//! Test doubles shared by the unit tests.

use std::collections::VecDeque;
use std::sync::atomic::{AtomicBool, AtomicUsize, Ordering};
use std::sync::{Arc, Mutex};
use std::time::Duration;

use anyhow::Result;
use async_trait::async_trait;
use tempfile::TempDir;
use tokio_util::sync::CancellationToken;
use zeroize::Zeroizing;

use crate::clipboard::{Clipboard, ClipboardSink};
use crate::config::Settings;
use crate::context::{Context, NewFile, Services, SessionLock, State};
use crate::crypto::{Base64Encoder, KdfParams, PasswordCipher};
use crate::editor::Editor;
use crate::error::{EditorError, ViewError};
use crate::storage::Repository;
use crate::view::{parse_answer, Answer, Suggestions, View};

/// Answers reads from a script and records everything written.
///
/// Lines, confirmations and secrets all come from the same queue. An empty
/// queue closes the input unless [`ScriptedView::hang_when_empty`] was
/// called, in which case reads wait for cancellation.
#[derive(Default)]
pub struct ScriptedView {
    inputs: Mutex<VecDeque<String>>,
    output: Mutex<Vec<String>>,
    clears: AtomicUsize,
    hang: AtomicBool,
}

impl ScriptedView {
    pub fn new(inputs: &[&str]) -> Self {
        Self {
            inputs: Mutex::new(inputs.iter().map(|s| s.to_string()).collect()),
            ..Self::default()
        }
    }

    pub fn hang_when_empty(&self) {
        self.hang.store(true, Ordering::SeqCst);
    }

    pub fn output(&self) -> Vec<String> {
        self.output.lock().unwrap().clone()
    }

    pub fn take_output(&self) -> Vec<String> {
        std::mem::take(&mut *self.output.lock().unwrap())
    }

    pub fn clears(&self) -> usize {
        self.clears.load(Ordering::SeqCst)
    }

    async fn next(&self, token: &CancellationToken) -> Result<String, ViewError> {
        if token.is_cancelled() {
            return Err(ViewError::Cancelled);
        }
        let next = self.inputs.lock().unwrap().pop_front();
        match next {
            Some(line) => Ok(line),
            None if self.hang.load(Ordering::SeqCst) => {
                token.cancelled().await;
                Err(ViewError::Cancelled)
            }
            None => Err(ViewError::Closed),
        }
    }
}

#[async_trait]
impl View for ScriptedView {
    fn write_line(&self, text: &str) {
        self.output.lock().unwrap().push(text.to_string());
    }

    fn clear(&self) {
        self.clears.fetch_add(1, Ordering::SeqCst);
    }

    async fn read_line(
        &self,
        _prompt: &str,
        _suggestions: &(dyn Suggestions + Sync),
        token: &CancellationToken,
    ) -> Result<String, ViewError> {
        self.next(token).await
    }

    async fn confirm(
        &self,
        _question: &str,
        default: Answer,
        token: &CancellationToken,
    ) -> Result<bool, ViewError> {
        Ok(parse_answer(&self.next(token).await?, default))
    }

    async fn read_secret(
        &self,
        _prompt: &str,
        token: &CancellationToken,
    ) -> Result<Zeroizing<String>, ViewError> {
        Ok(Zeroizing::new(self.next(token).await?))
    }
}

#[derive(Default)]
pub struct RecordingSink {
    writes: Mutex<Vec<String>>,
}

impl RecordingSink {
    pub fn writes(&self) -> Vec<String> {
        self.writes.lock().unwrap().clone()
    }

    pub fn last(&self) -> Option<String> {
        self.writes.lock().unwrap().last().cloned()
    }

    /// Waits until at least `count` writes have landed, then returns them.
    pub async fn wait_for(&self, count: usize) -> Vec<String> {
        for _ in 0..1000 {
            if self.writes.lock().unwrap().len() >= count {
                break;
            }
            tokio::time::sleep(Duration::from_millis(1)).await;
        }
        self.writes()
    }
}

impl ClipboardSink for RecordingSink {
    fn copy(&self, text: &str) -> Result<()> {
        self.writes.lock().unwrap().push(text.to_string());
        Ok(())
    }
}

/// Returns a canned edit, or the input unchanged when none was set.
#[derive(Default)]
pub struct ScriptedEditor {
    response: Mutex<Option<String>>,
    programs: Mutex<Vec<String>>,
}

impl ScriptedEditor {
    pub fn respond_with(&self, content: &str) {
        *self.response.lock().unwrap() = Some(content.to_string());
    }

    pub fn programs(&self) -> Vec<String> {
        self.programs.lock().unwrap().clone()
    }
}

#[async_trait]
impl Editor for ScriptedEditor {
    async fn edit(
        &self,
        program: &str,
        content: &str,
        token: &CancellationToken,
    ) -> Result<Zeroizing<String>, EditorError> {
        if token.is_cancelled() {
            return Err(EditorError::Cancelled);
        }
        self.programs.lock().unwrap().push(program.to_string());
        let response = self.response.lock().unwrap().clone();
        Ok(Zeroizing::new(response.unwrap_or_else(|| content.to_string())))
    }
}

/// A repository in a temp dir wired to scripted services.
pub struct TestBed {
    pub dir: TempDir,
    pub services: Services,
    pub view: Arc<ScriptedView>,
    pub sink: Arc<RecordingSink>,
    pub editor: Arc<ScriptedEditor>,
}

impl TestBed {
    pub const PASSWORD: &'static str = "correct horse";

    /// Must be called inside a tokio runtime.
    pub fn new(inputs: &[&str]) -> Self {
        let dir = TempDir::new().unwrap();
        let root = dir.path().join("repository");
        std::fs::create_dir(&root).unwrap();

        let repository = Repository::with_cipher(
            &root,
            Box::new(PasswordCipher::with_params(
                Self::PASSWORD,
                KdfParams::insecure_fast(),
            )),
            Box::new(Base64Encoder),
        );
        let view = Arc::new(ScriptedView::new(inputs));
        let sink = Arc::new(RecordingSink::default());
        let editor = Arc::new(ScriptedEditor::default());
        let services = Services {
            state: State::new(view.clone()),
            repository: Arc::new(repository),
            view: view.clone(),
            clipboard: Arc::new(Clipboard::new(sink.clone())),
            editor: editor.clone(),
            lock: Arc::new(SessionLock::new(Self::PASSWORD)),
            settings: Arc::new(Settings {
                repository_dir: root,
                clear_after: Duration::from_secs(5),
                editor: None,
            }),
        };
        Self {
            dir,
            services,
            view,
            sink,
            editor,
        }
    }

    pub fn seed(&self, name: &str, content: &str) {
        self.services.repository.write(name, content).unwrap();
    }

    pub fn new_file(&self, name: &str) -> Context {
        Context::NewFile(NewFile::new(self.services.clone(), name.to_string()))
    }
}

+===+

__Work request__: Emit the records above again, exactly, with no line skipped.

__Written reply__:
//! Test doubles shared by the unit tests.

use std::collections::VecDeque;
use std::sync::atomic::{AtomicBool, AtomicUsize, Ordering};
use std::sync::{Arc, Mutex};
use std::time::Duration;

use anyhow::Result;
use async_trait::async_trait;
use tempfile::TempDir;
use tokio_util::sync::CancellationToken;
use zeroize::Zeroizing;

use crate::clipboard::{Clipboard, ClipboardSink};
use crate::config::Settings;
use crate::context::{Context, NewFile, Services, SessionLock, State};
use crate::crypto::{Base64Encoder, KdfParams, PasswordCipher};
use crate::editor::Editor;
use crate::error::{EditorError, ViewError};
use crate::storage::Repository;
use crate::view::{parse_answer, Answer, Suggestions, View};

/// Answers reads from a script and records everything written.
///
/// Lines, confirmations and secrets all come from the same queue. An empty
/// queue closes the input unless [`ScriptedView::hang_when_empty`] was
/// called, in which case reads wait for cancellation.
#[derive(Default)]
pub struct ScriptedView {
    inputs: Mutex<VecDeque<String>>,
    output: Mutex<Vec<String>>,
    clears: AtomicUsize,
    hang: AtomicBool,
}

impl ScriptedView {
    pub fn new(inputs: &[&str]) -> Self {
        Self {
            inputs: Mutex::new(inputs.iter().map(|s| s.to_string()).collect()),
            ..Self::default()
        }
    }

    pub fn hang_when_empty(&self) {
        self.hang.store(true, Ordering::SeqCst);
    }

    pub fn output(&self) -> Vec<String> {
        self.output.lock().unwrap().clone()
    }

    pub fn take_output(&self) -> Vec<String> {
        std::mem::take(&mut *self.output.lock().unwrap())
    }

    pub fn clears(&self) -> usize {
        self.clears.load(Ordering::SeqCst)
    }

    async fn next(&self, token: &CancellationToken) -> Result<String, ViewError> {
        if token.is_cancelled() {
            return Err(ViewError::Cancelled);
        }
        let next = self.inputs.lock().unwrap().pop_front();
        match next {
            Some(line) => Ok(line),
            None if self.hang.load(Ordering::SeqCst) => {
                token.cancelled().await;
                Err(ViewError::Cancelled)
            }
            None => Err(ViewError::Closed),
        }
    }
}

#[async_trait]
impl View for ScriptedView {
    fn write_line(&self, text: &str) {
        self.output.lock().unwrap().push(text.to_string());
    }

    fn clear(&self) {
        self.clears.fetch_add(1, Ordering::SeqCst);
    }

    async fn read_line(
        &self,
        _prompt: &str,
        _suggestions: &(dyn Suggestions + Sync),
        token: &CancellationToken,
    ) -> Result<String, ViewError> {
        self.next(token).await
    }

    async fn confirm(
        &self,
        _question: &str,
        default: Answer,
        token: &CancellationToken,
    ) -> Result<bool, ViewError> {
        Ok(parse_answer(&self.next(token).await?, default))
    }

    async fn read_secret(
        &self,
        _prompt: &str,
        token: &CancellationToken,
    ) -> Result<Zeroizing<String>, ViewError> {
        Ok(Zeroizing::new(self.next(token).await?))
    }
}

#[derive(Default)]
pub struct RecordingSink {
    writes: Mutex<Vec<String>>,
}

impl RecordingSink {
    pub fn writes(&self) -> Vec<String> {
        self.writes.lock().unwrap().clone()
    }

    pub fn last(&self) -> Option<String> {
        self.writes.lock().unwrap().last().cloned()
    }

    /// Waits until at least `count` writes have landed, then returns them.
    pub async fn wait_for(&self, count: usize) -> Vec<String> {
        for _ in 0..1000 {
            if self.writes.lock().unwrap().len() >= count {
                break;
            }
            tokio::time::sleep(Duration::from_millis(1)).await;
        }
        self.writes()
    }
}

impl ClipboardSink for RecordingSink {
    fn copy(&self, text: &str) -> Result<()> {
        self.writes.lock().unwrap().push(text.to_string());
        Ok(())
    }
}

/// Returns a canned edit, or the input unchanged when none was set.
#[derive(Default)]
pub struct ScriptedEditor {
    response: Mutex<Option<String>>,
    programs: Mutex<Vec<String>>,
}

impl ScriptedEditor {
    pub fn respond_with(&self, content: &str) {
        *self.response.lock().unwrap() = Some(content.to_string());
    }

    pub fn programs(&self) -> Vec<String> {
        self.programs.lock().unwrap().clone()
    }
}

#[async_trait]
impl Editor for ScriptedEditor {
    async fn edit(
        &self,
        program: &str,
        content: &str,
        token: &CancellationToken,
    ) -> Result<Zeroizing<String>, EditorError> {
        if token.is_cancelled() {
            return Err(EditorError::Cancelled);
        }
        self.programs.lock().unwrap().push(program.to_string());
        let response = self.response.lock().unwrap().clone();
        Ok(Zeroizing::new(response.unwrap_or_else(|| content.to_string())))
    }
}

/// A repository in a temp dir wired to scripted services.
pub struct TestBed {
    pub dir: TempDir,
    pub services: Services,
    pub view: Arc<ScriptedView>,
    pub sink: Arc<RecordingSink>,
    pub editor: Arc<ScriptedEditor>,
}

impl TestBed {
    pub const PASSWORD: &'static str = "correct horse";

    /// Must be called inside a tokio runtime.
    pub fn new(inputs: &[&str]) -> Self {
        let dir = TempDir::new().unwrap();
        let root = dir.path().join("repository");
        std::fs::create_dir(&root).unwrap();

        let repository = Repository::with_cipher(
            &root,
            Box::new(PasswordCipher::with_params(
                Self::PASSWORD,
                KdfParams::insecure_fast(),
            )),
            Box::new(Base64Encoder),
        );
        let view = Arc::new(ScriptedView::new(inputs));
        let sink = Arc::new(RecordingSink::default());
        let editor = Arc::new(ScriptedEditor::default());
        let services = Services {
            state: State::new(view.clone()),
            repository: Arc::new(repository),
            view: view.clone(),
            clipboard: Arc::new(Clipboard::new(sink.clone())),
            editor: editor.clone(),
            lock: Arc::new(SessionLock::new(Self::PASSWORD)),
            settings: Arc::new(Settings {
                repository_dir: root,
                clear_after: Duration::from_secs(5),
                editor: None,
            }),
        };
        Self {
            dir,
            services,
            view,
            sink,
            editor,
        }
    }

    pub fn seed(&self, name: &str, content: &str) {
        self.services.repository.write(name, content).unwrap();
    }

    pub fn new_file(&self, name: &str) -> Context {
        Context::NewFile(NewFile::new(self.services.clone(), name.to_string()))
    }
}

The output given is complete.